Michael Hunt
Cornwall College Newquay
09-02-2021

Adapted from an exercise by Jon Yearsley (School of Biology and Environmental Science, UCD)

Introduction

Q-Q plots can play a useful role when trying to decide whether a dataset is normally distributed, and if it is not, then how it differs from normality.

We will investigate the types of quantile-quantile plots you get from different types of distributions.

We will look at data distributed according to

What is a Q-Q plot?

Quantiles partition a dataset into equal subsets. For example, if we wished to partition a standard normal (mean = 0, standard deviation = 1) population into 4 equal subsets, the 3 quantiles (ie the three values of x) that would do this are -0.675, 0 and 0.675. In this way, 25% of the population would have a value greater than 0.675, 25% between 0 and 0.675, 25% between -0.675 and 0 and the final 25% would have a value less than -0.675. When we draw the distribution, the areas under the curve between these quantiles will be equal:

Normally distributed data.

Below we show an example of 150 observations that are drawn from a normal distribution. The normal distribution is symmetric, so has no skew. Its mean is equal to its median.

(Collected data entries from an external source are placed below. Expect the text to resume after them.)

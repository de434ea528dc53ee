//! Websocket accept loop for the relay server.

use std::net::SocketAddr;
use std::sync::atomic::{AtomicUsize, Ordering};
use std::sync::{Arc, Mutex};

use tokio::net::TcpListener;

use relay_core::{RelayError, RelayResult};

use crate::config::ServerConfig;
use crate::hub::Hub;
use crate::session;

/// Relay server.
pub struct Server {
    config: ServerConfig,
    listener: TcpListener,
    local_addr: SocketAddr,
    hub: Arc<Mutex<Hub>>,
    next_id: AtomicUsize,
}

impl Server {
    /// Bind the listener. Sessions are not accepted until [`run`](Self::run).
    pub async fn bind(config: ServerConfig) -> RelayResult<Self> {
        let listener = TcpListener::bind(&config.bind_addr)
            .await
            .map_err(|e| RelayError::Transport(format!("Failed to bind: {}", e)))?;
        let local_addr = listener
            .local_addr()
            .map_err(|e| RelayError::Transport(format!("No local address: {}", e)))?;

        Ok(Self {
            config,
            listener,
            local_addr,
            hub: Arc::new(Mutex::new(Hub::new())),
            next_id: AtomicUsize::new(0),
        })
    }

    /// The bound address (useful when binding port 0).
    pub fn local_addr(&self) -> SocketAddr {
        self.local_addr
    }

    /// Accept connections forever, one session task per client.
    pub async fn run(self) -> RelayResult<()> {
        tracing::info!("relay server listening on {}", self.local_addr);

        loop {
            let (stream, addr) = self
                .listener
                .accept()
                .await
                .map_err(|e| RelayError::Transport(format!("Accept failed: {}", e)))?;

            let id = self.next_id.fetch_add(1, Ordering::Relaxed);
            tracing::debug!(id, %addr, "connection accepted");

            let hub = Arc::clone(&self.hub);
            let config = self.config.clone();
            tokio::spawn(async move {
                if let Err(e) = session::run(stream, id, hub, config).await {
                    tracing::error!(id, %addr, "session error: {}", e);
                }
            });
        }
    }
}

#[cfg(test)]
mod tests {
    use super::*;
    use std::time::Duration;

    use futures_util::{SinkExt, StreamExt};
    use tokio_tungstenite::tungstenite::Message;

    use relay_core::{ClientEvent, ServerEvent, UserSummary};

    async fn start_server() -> SocketAddr {
        let config = ServerConfig::with_addr("127.0.0.1:0".parse::<SocketAddr>().unwrap());
        let server = Server::bind(config).await.unwrap();
        let addr = server.local_addr();
        tokio::spawn(server.run());
        addr
    }

    async fn recv_event(
        ws: &mut tokio_tungstenite::WebSocketStream<
            tokio_tungstenite::MaybeTlsStream<tokio::net::TcpStream>,
        >,
    ) -> ServerEvent {
        loop {
            match ws.next().await.unwrap().unwrap() {
                Message::Text(text) => return serde_json::from_str(&text).unwrap(),
                _ => continue,
            }
        }
    }

    #[tokio::test]
    async fn assigns_ids_and_serves_roster() {
        let addr = start_server().await;
        let url = format!("ws://{}/chat", addr);

        let (mut ws, _) = tokio_tungstenite::connect_async(&url).await.unwrap();
        assert_eq!(recv_event(&mut ws).await, ServerEvent::YourId(0));

        let key = ClientEvent::PublicKey("pk0".to_string());
        ws.send(Message::Text(serde_json::to_string(&key).unwrap()))
            .await
            .unwrap();
        assert_eq!(
            recv_event(&mut ws).await,
            ServerEvent::UserIn(UserSummary {
                id: 0,
                key: "pk0".to_string()
            })
        );

        ws.send(Message::Text(
            r#"{"GetUsersIds":{"start":0,"count":5}}"#.to_string(),
        ))
        .await
        .unwrap();
        assert_eq!(
            recv_event(&mut ws).await,
            ServerEvent::Users(vec![UserSummary {
                id: 0,
                key: "pk0".to_string()
            }])
        );
    }

    #[tokio::test]
    async fn relays_between_two_clients() {
        let addr = start_server().await;
        let url = format!("ws://{}/chat", addr);

        let (mut alice, _) = tokio_tungstenite::connect_async(&url).await.unwrap();
        let (mut bob, _) = tokio_tungstenite::connect_async(&url).await.unwrap();

        let alice_id = match recv_event(&mut alice).await {
            ServerEvent::YourId(id) => id,
            other => panic!("expected YourId, got {:?}", other),
        };
        let bob_id = match recv_event(&mut bob).await {
            ServerEvent::YourId(id) => id,
            other => panic!("expected YourId, got {:?}", other),
        };

        let event = ClientEvent::Message {
            to: bob_id,
            message: "hello".to_string(),
            random_id: 1,
        };
        alice
            .send(Message::Text(serde_json::to_string(&event).unwrap()))
            .await
            .unwrap();

        assert_eq!(
            recv_event(&mut bob).await,
            ServerEvent::Message {
                from: alice_id,
                message: "hello".to_string(),
                random_id: 1
            }
        );
        assert_eq!(
            recv_event(&mut alice).await,
            ServerEvent::MessageStatus {
                random_id: 1,
                delivered: true
            }
        );
    }

    #[tokio::test]
    async fn echoes_binary_frames() {
        let addr = start_server().await;
        let url = format!("ws://{}/chat", addr);

        let (mut ws, _) = tokio_tungstenite::connect_async(&url).await.unwrap();
        assert_eq!(recv_event(&mut ws).await, ServerEvent::YourId(0));

        ws.send(Message::Binary(vec![1, 2, 3])).await.unwrap();
        loop {
            match ws.next().await.unwrap().unwrap() {
                Message::Binary(data) => {
                    assert_eq!(data, vec![1, 2, 3]);
                    break;
                }
                _ => continue,
            }
        }
    }

    #[tokio::test]
    async fn evicts_client_that_never_pongs() {
        let mut config = ServerConfig::with_addr("127.0.0.1:0".parse::<SocketAddr>().unwrap());
        config.heartbeat_interval = Duration::from_millis(20);
        config.client_timeout = Duration::from_millis(50);

        let server = Server::bind(config).await.unwrap();
        let addr = server.local_addr();
        tokio::spawn(server.run());

        let (mut ws, _) = tokio_tungstenite::connect_async(format!("ws://{}/chat", addr))
            .await
            .unwrap();

        // Pings are only answered while the stream is being read, so
        // staying idle past the timeout leaves them unanswered.
        tokio::time::sleep(Duration::from_millis(200)).await;

        let closed = tokio::time::timeout(Duration::from_secs(5), async {
            loop {
                match ws.next().await {
                    Some(Ok(Message::Close(_))) | Some(Err(_)) | None => break,
                    Some(Ok(_)) => continue,
                }
            }
        })
        .await;
        assert!(closed.is_ok(), "server kept the silent session open");
    }

    #[tokio::test]
    async fn rejects_unknown_path() {
        let addr = start_server().await;
        let result = tokio_tungstenite::connect_async(format!("ws://{}/nope", addr)).await;
        assert!(result.is_err());
    }

    #[tokio::test]
    async fn malformed_event_keeps_session_alive() {
        let addr = start_server().await;
        let url = format!("ws://{}/chat", addr);

        let (mut ws, _) = tokio_tungstenite::connect_async(&url).await.unwrap();
        assert_eq!(recv_event(&mut ws).await, ServerEvent::YourId(0));

        ws.send(Message::Text("not json".to_string())).await.unwrap();
        ws.send(Message::Text(
            r#"{"GetUsersIds":{"start":0,"count":5}}"#.to_string(),
        ))
        .await
        .unwrap();
        assert_eq!(recv_event(&mut ws).await, ServerEvent::Users(vec![]));
    }
}
//! One-shot probe against a locally running relay server.
//!
//! Connects to `ws://127.0.0.1:8080/chat`, requests the first five
//! user ids, prints the raw reply to stdout and exits. Any failure
//! terminates the process with a non-zero status.

use relay_probe::{ProbeClient, DEFAULT_URL};

#[tokio::main]
async fn main() -> Result<(), Box<dyn std::error::Error>> {
    tracing_subscriber::fmt()
        .with_writer(std::io::stderr)
        .init();

    tracing::debug!("connecting to {}", DEFAULT_URL);
    let mut probe = ProbeClient::connect(DEFAULT_URL).await?;

    let reply = probe.fetch_user_ids(0, 5).await?;
    println!("{}", reply);

    probe.close().await?;
    Ok(())
}
//! Wire events for the relay protocol.
//!
//! Events are externally tagged JSON objects keyed by the variant
//! name. A `GetUsersIds` request with `start = 0` and `count = 5`
//! serializes to `{"GetUsersIds":{"start":0,"count":5}}`.

use serde::{Deserialize, Serialize};

/// Public view of a registered user. A user appears in the roster
/// only after publishing a public key.
#[derive(Debug, Clone, PartialEq, Eq, Serialize, Deserialize)]
pub struct UserSummary {
    pub id: usize,
    pub key: String,
}

/// Events sent by a client to the server.
#[derive(Debug, Clone, PartialEq, Eq, Serialize, Deserialize)]
pub enum ClientEvent {
    /// Page through the roster of registered users.
    GetUsersIds { start: usize, count: usize },
    /// Publish this client's public key and join the roster.
    PublicKey(String),
    /// Relay an opaque message to another user. `random_id` is the
    /// sender's correlation token for the delivery receipt.
    Message {
        to: usize,
        message: String,
        random_id: usize,
    },
}

/// Events sent by the server to a client.
#[derive(Debug, Clone, PartialEq, Eq, Serialize, Deserialize)]
pub enum ServerEvent {
    /// The id assigned to this connection. First event on every
    /// connection.
    YourId(usize),
    /// Reply to [`ClientEvent::GetUsersIds`].
    Users(Vec<UserSummary>),
    /// A message relayed from another user.
    Message {
        from: usize,
        message: String,
        random_id: usize,
    },
    /// Delivery receipt for a relayed message.
    MessageStatus { random_id: usize, delivered: bool },
    /// A user joined the roster.
    UserIn(UserSummary),
    /// A user left.
    UserOut(UserSummary),
}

On a Q-Q plot normally distributed data lie roughly on a straight line, perhaps looking a bit ragged at each end. The box plot is symmetric with few or no outliers.

Right-skewed data.

Right skewed distributions are non-symmetric and have a long tail heading towards extreme values on the right-hand side of the distribution. The mean is more positive than the median.

In the example we show an exponential distribution.

In the Q-Q plot, such distributions give a distinctive convex curvature. The box-plot may show outliers out towards large values.

Left-skewed data.

Left skewed distributions are non-symmetric and have a long tail heading towards extreme values on the left-hand side of the distribution. The mean is more negative than the median. The box plot may show outliers down towards small values.

In the example we show a negative exponential distribution.

In the Q-Q plot, such distributions give a distinctive concave curvature.

Under-dispersed data

Under-dispersed data are data whose distribution is more concentrated around a central value than is the case for normally distributed data. There are fewer outliers and the tails of the distribution are lighter. As an example here we show 150 points drawn from a uniform distribution.

Note the distinctive curvature of the Q-Q plot. The ‘box’ of the boxplot is bigger than for a normal distribution, since the interquartile range covers a larger range of values.

Over-dispersed data

Over-dispersed data are data whose distribution is more widely spread around a central value than is the case for normally distributed data. There are more outliers and the tails of the distribution are fatter. As an example here we show 150 points drawn from a laplace distribution.

Note the distinctive curvature of the Q-Q plot - like the previous one but curving the other way. The ‘box’ of the boxplot is smaller than for a normal distribution, since the interquartile range covers a smaller range of values.

Caution

With small data sets, the scatter in the data can make it difficult to tell from the histogram or the Q-Q plot whether the dataset is normally distributed. In that case you need to combine use of the plots with a normality test, such as Kolmogorov-Smirnov or Shapiro-Wilk. The null hypothesis of these is that the data ARE normally distributed, so the smaller the p-value when they are applied to a dataset, the less likely it is that that data have been drawn from a normal distribution.

With large data sets,the Kolmogorov-Smirnov and Shapiro-Wilk tests become very sensitive to even small deviations from normality and might give a p-value that would lead you to suppose that a dataset was not normally distributed. Since no data set is ever truly normal, all we really need to know is whether the data are close enough to normal that the various tests (eg t-test, ANOVA, correlation, least square regression) that require it are going to work well enough. For these large data sets, histograms and Q-Q plots can be very useful indicators of approximate normality.

Who cares about normality anyway? The central limit theorem.

Lastly, for large enough data sets, we don’t actually need the data to be normally distributed for the tests that require normality to work! This is because what they require is not that the dataset itself be normal, but that the distribution of the means of many such data sets, the so-called sampling distribution, be normal. A very important mathematical result known as the Central Limit Theorem guarantees that this will be the case whatever the distribution of each of the data sets, as long as these datasets are large enough!

How large is large enough? There’s the rub! A common rule of thumb is that if the dataset has size N>30 or so, then it is safe to use tests that require normality. Indeed, one does find that sampling distributions for data drawn from uniform or mildly skewed distributions such as the exponential distribution are roughly normal when N exceeds 30 or so, but for more skewed datasets, a larger dataset can be needed - it depends on how far from normality the distribution is. The further from normal it is the larger the dataset needs to be before the Central Limit Theorem applies to a good approximation. For a highly skewed dataset, for example one distributed according to something like a log-normal distribution, it can require N>200 or so, or even more before it is OK to use t-tests and the like.